"Better a fallen rocket than never a burst of light."
~ Tom Stoppard, The Invention of Love

Thursday, April 15, 2021

Pieces of a Woman (2020, R)

I’m finishing off the Best Leading Actress nominees today. These days, Vanessa Kirby is probably best recognized for playing Princess Margaret in the first two seasons of The Crown, but my go-to association for her is always going to be the first role I saw her in, which was Estella in Great Expectations. I hadn’t heard anything about this movie before she got nominated for it, but it’s a powerful film about an extremely difficult subject.

After traumatically losing their baby during a difficult home birth, Martha and Sean are struggling to cope. While Sean is forever searching for some sort of “action” to make things better and Martha’s mother is hyperfocused on seeing the midwife punished in court, Martha herself isn’t ready to think about retribution or “getting past it” or moving forward or much of anything. Numb in her grief, she drifts ahead and struggles against the many people around her who are trying to “handle” how she interacts with her trauma.

First things first. When the very first face I saw onscreen was that of Shia LeBeouf, I didn’t say anything out loud (I was watching with someone else,) but I did think, Oh, goddamnit, very loudly. It aggravates me when abusers show up in movies and shows, especially when I didn’t realize they were in the project, and it aggravates me even more when it’s a female-centered story. This movie would’ve been made before the allegations against LeBeouf came out, so I don’t really blame the production for casting him, but he was still an unwelcome sight (though he did make Sean even more punchable for me.)
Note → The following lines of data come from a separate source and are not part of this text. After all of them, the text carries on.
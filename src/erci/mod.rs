//! The ERCI (ring-switched antenna control) protocol: a small fixed-header
//! UDP protocol for selecting and driving one antenna ring at a time.

pub mod client;
pub mod constants;
pub mod simulator;
//! Translates a validated [`ConfigDocument`] into the packet fields a
//! [`crate::ppl::orchestrator::ConfigureOrchestrator`] transaction needs,
//! grounded on `udpServer.py`'s `createPacketDataMacConfig` /
//! `createPacketDataSetGlobalHostConfig` / `createPacketDataSetHostConfig`
//! for every default value below.

use std::net::Ipv4Addr;

use crate::mac::MacAddress;
use crate::ppl::config::{ConfigDocument, NetworkConfig};
use crate::ppl::enums::{MacOptimization, MacReliability, SecurityMode};
use crate::ppl::messages::{SetHostConfig, SetMacConfig};
use crate::ppl::orchestrator::SlotConfig;

/// Error translating a document into packet fields: an unparseable address,
/// slot index, or enum name.
#[derive(Debug, thiserror::Error)]
pub enum MapperError {
    /// `device` wasn't a valid MAC address.
    #[error("invalid device MAC address {0:?}")]
    InvalidDevice(String),
    /// A `networks` key wasn't a valid slot index.
    #[error("invalid slot index {0:?}")]
    InvalidSlot(String),
    /// An address field wasn't a valid IPv4 address.
    #[error("invalid IPv4 address {0:?} in field {1}")]
    InvalidAddress(String, &'static str),
    /// A `reliability`/`optimization` name didn't match any known variant.
    #[error("unrecognized {field} {value:?}")]
    UnrecognizedEnumName {
        /// Field name for the error message.
        field: &'static str,
        /// The unrecognized value.
        value: String,
    },
}

fn parse_ip(value: &Option<String>, field: &'static str) -> Result<Ipv4Addr, MapperError> {
    match value {
        None => Ok(Ipv4Addr::UNSPECIFIED),
        Some(s) => s
            .parse()
            .map_err(|_| MapperError::InvalidAddress(s.clone(), field)),
    }
}

fn parse_reliability(value: &Option<String>) -> Result<MacReliability, MapperError> {
    match value.as_deref() {
        None => Ok(MacReliability::None),
        Some(s) => match s.to_ascii_uppercase().as_str() {
            "NONE" => Ok(MacReliability::None),
            "LOW" => Ok(MacReliability::Low),
            "BELOW_NORMAL" => Ok(MacReliability::BelowNormal),
            "NORMAL" => Ok(MacReliability::Normal),
            "ABOVE_NORMAL" => Ok(MacReliability::AboveNormal),
            "HIGH" => Ok(MacReliability::High),
            "VERY_HIGH" => Ok(MacReliability::VeryHigh),
            "EXTREME" => Ok(MacReliability::Extreme),
            other => Err(MapperError::UnrecognizedEnumName {
                field: "reliability",
                value: other.to_string(),
            }),
        },
    }
}

fn parse_optimization(value: &Option<String>) -> Result<MacOptimization, MapperError> {
    match value.as_deref() {
        None => Ok(MacOptimization::Latency),
        Some(s) => match s.to_ascii_uppercase().as_str() {
            "NUM_STATIONS" => Ok(MacOptimization::NumStations),
            "LATENCY" => Ok(MacOptimization::Latency),
            "RELIABILITY" => Ok(MacOptimization::Reliability),
            "THROUGHPUT" => Ok(MacOptimization::Throughput),
            "PAYLOAD_SIZE" => Ok(MacOptimization::PayloadSize),
            other => Err(MapperError::UnrecognizedEnumName {
                field: "optimization",
                value: other.to_string(),
            }),
        },
    }
}

/// Builds the per-slot MAC configuration packet for one `networks` entry,
/// applying `createPacketDataMacConfig`'s defaults: latency=1,
/// payloadSize=10, reliability=NONE, stationCount=2, optimization=LATENCY,
/// totalPTTs=2, isStatic=true, securityMode=NONE.
pub fn mac_config(mac: MacAddress, net: &NetworkConfig) -> Result<SetMacConfig, MapperError> {
    Ok(SetMacConfig {
        mac,
        latency: net.latency.unwrap_or(1),
        payload_size: net.payload_size.unwrap_or(10),
        reliability: parse_reliability(&net.reliability)?,
        station_count: net.station_count.unwrap_or(2),
        optimization: parse_optimization(&net.optimization)?,
        total_ptts: net.total_ptts.unwrap_or(2),
        is_static: net.is_static.unwrap_or(true) as u8,
        security_mode: SecurityMode::None,
    })
}

/// Builds the per-slot host configuration packet for one `networks` entry,
/// applying `createPacketDataSetHostConfig`'s defaults: `useDhcp` maps to
/// `dhcp_client`, and missing addresses default to `0.0.0.0`.
pub fn host_config(net: &NetworkConfig) -> Result<SetHostConfig, MapperError> {
    Ok(SetHostConfig {
        dhcp_client: net.use_dhcp.unwrap_or(false) as u8,
        ip: parse_ip(&net.ip, "ip")?,
        netmask: parse_ip(&net.netmask, "netmask")?,
        gateway: parse_ip(&net.gateway, "gateway")?,
        subnets: Vec::new(),
    })
}

/// Translates a full document into the device MAC and ordered per-slot
/// configuration an orchestrator transaction needs.
pub fn slots_from_document(
    document: &ConfigDocument,
) -> Result<(MacAddress, Vec<SlotConfig>), MapperError> {
    let mac: MacAddress = document
        .device
        .parse()
        .map_err(|_| MapperError::InvalidDevice(document.device.clone()))?;

    let mut slots = Vec::with_capacity(document.networks.len());
    for (key, net) in &document.networks {
        let slot: u8 = key
            .parse()
            .map_err(|_| MapperError::InvalidSlot(key.clone()))?;

        slots.push(SlotConfig {
            slot,
            mac_config: mac_config(mac, net)?,
            host_config: host_config(net)?,
        });
    }
    slots.sort_by_key(|s| s.slot);

    Ok((mac, slots))
}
Despite that pall cast on the proceedings, this is a well-made film that handles a delicate topic with a lot of nuance. It looks at multiple sides of grief and the unfortunate fractures that can result when people grieve in incompatible ways. Sean’s constant need to be doing something is suffocating to Martha, who still needs time to just sit in her sadness, and even though her mother’s litigious quest for revenge is seemingly carried out on Martha’s behalf, it’s not something Martha asked for or wants. And because none of them recognize how one another need to grieve, it causes them all to hurt each other amid their own hurt.

There are a lot of little details in the film that I really appreciate, like Martha’s postpartum underwear and the way her milk comes through when she sees a child while she’s out shopping. Also, this film does a really nice job of laying out the dynamics of this family in subtly-effective ways. You can tell there’s layers of stuff going on between Martha, Sean, and her mom, and things just get thornier when you throw in Martha’s sister, brother-in-law, and cousin. The film demonstrates their dynamics really well without spelling anything out.

Naturally, the main attraction in the cast is Vanessa Kirby as Martha, and she’s excellent. She really captures that numb-to-the-point-of-paralysis feeling, which causes Sean to accuse Martha of being “cold,” but at the same time, you see these continual small hints of her heartbreak, everything she’s trying not to show just so she can keep dragging herself through another day. There’s a definite “For Your Consideration” scene near the end, and Kirby nails it. Additionally, the film features Ellen Burstyn, who’s very effective as Martha’s domineering father, and Molly Parker (who I love-love-loved in Iron Jawed Angels) as the midwife.

Warnings

Strong thematic elements, sexual content (including one disturbing scene in which consent felt very secondary to proceedings,) language, a graphic depiction of a birth, drinking/smoking/drug use, and the involvement of an alleged domestic abuser.